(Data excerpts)

Segment Open

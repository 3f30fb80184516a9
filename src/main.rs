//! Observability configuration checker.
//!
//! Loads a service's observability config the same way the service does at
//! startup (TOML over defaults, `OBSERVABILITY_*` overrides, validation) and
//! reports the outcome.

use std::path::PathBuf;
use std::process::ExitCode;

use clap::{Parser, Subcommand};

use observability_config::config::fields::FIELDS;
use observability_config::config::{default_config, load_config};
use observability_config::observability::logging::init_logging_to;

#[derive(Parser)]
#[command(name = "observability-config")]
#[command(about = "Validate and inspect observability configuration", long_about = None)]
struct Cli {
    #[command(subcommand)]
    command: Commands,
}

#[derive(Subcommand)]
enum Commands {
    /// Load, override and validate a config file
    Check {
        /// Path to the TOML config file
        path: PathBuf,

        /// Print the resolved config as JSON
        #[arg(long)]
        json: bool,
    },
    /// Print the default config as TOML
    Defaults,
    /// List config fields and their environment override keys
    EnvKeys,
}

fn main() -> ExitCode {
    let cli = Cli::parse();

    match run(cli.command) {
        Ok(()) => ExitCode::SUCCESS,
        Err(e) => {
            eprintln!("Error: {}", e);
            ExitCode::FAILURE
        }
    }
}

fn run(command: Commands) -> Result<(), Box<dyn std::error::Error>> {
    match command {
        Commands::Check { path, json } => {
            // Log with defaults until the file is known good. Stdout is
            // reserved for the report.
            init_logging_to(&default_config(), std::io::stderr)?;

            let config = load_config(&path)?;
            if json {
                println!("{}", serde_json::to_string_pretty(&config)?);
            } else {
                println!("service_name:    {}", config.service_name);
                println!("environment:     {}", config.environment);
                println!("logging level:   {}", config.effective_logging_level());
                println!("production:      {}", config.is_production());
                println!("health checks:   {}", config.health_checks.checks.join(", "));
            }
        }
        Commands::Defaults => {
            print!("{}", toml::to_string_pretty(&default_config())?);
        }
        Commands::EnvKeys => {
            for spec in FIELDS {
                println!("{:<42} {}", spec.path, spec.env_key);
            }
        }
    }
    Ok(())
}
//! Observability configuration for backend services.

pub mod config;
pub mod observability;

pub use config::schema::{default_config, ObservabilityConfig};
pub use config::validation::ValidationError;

Segment Closed

> TRY IT
Your task is an exact transcription of every line above.

> SOLUTION
repository 3f30fb80184516a9
filename src/main.rs
//! Observability configuration checker.
//!
//! Loads a service's observability config the same way the service does at
//! startup (TOML over defaults, `OBSERVABILITY_*` overrides, validation) and
//! reports the outcome.

use std::path::PathBuf;
use std::process::ExitCode;

use clap::{Parser, Subcommand};

use observability_config::config::fields::FIELDS;
use observability_config::config::{default_config, load_config};
use observability_config::observability::logging::init_logging_to;

#[derive(Parser)]
#[command(name = "observability-config")]
#[command(about = "Validate and inspect observability configuration", long_about = None)]
struct Cli {
    #[command(subcommand)]
    command: Commands,
}

#[derive(Subcommand)]
enum Commands {
    /// Load, override and validate a config file
    Check {
        /// Path to the TOML config file
        path: PathBuf,

        /// Print the resolved config as JSON
        #[arg(long)]
        json: bool,
    },
    /// Print the default config as TOML
    Defaults,
    /// List config fields and their environment override keys
    EnvKeys,
}

fn main() -> ExitCode {
    let cli = Cli::parse();

    match run(cli.command) {
        Ok(()) => ExitCode::SUCCESS,
        Err(e) => {
            eprintln!("Error: {}", e);
            ExitCode::FAILURE
        }
    }
}

fn run(command: Commands) -> Result<(), Box<dyn std::error::Error>> {
    match command {
        Commands::Check { path, json } => {
            // Log with defaults until the file is known good. Stdout is
            // reserved for the report.
            init_logging_to(&default_config(), std::io::stderr)?;

            let config = load_config(&path)?;
            if json {
                println!("{}", serde_json::to_string_pretty(&config)?);
            } else {
                println!("service_name:    {}", config.service_name);
                println!("environment:     {}", config.environment);
                println!("logging level:   {}", config.effective_logging_level());
                println!("production:      {}", config.is_production());
                println!("health checks:   {}", config.health_checks.checks.join(", "));
            }
        }
        Commands::Defaults => {
            print!("{}", toml::to_string_pretty(&default_config())?);
        }
        Commands::EnvKeys => {
            for spec in FIELDS {
                println!("{:<42} {}", spec.path, spec.env_key);
            }
        }
    }
    Ok(())
}
//! Observability configuration for backend services.

pub mod config;
pub mod observability;

pub use config::schema::{default_config, ObservabilityConfig};
pub use config::validation::ValidationError;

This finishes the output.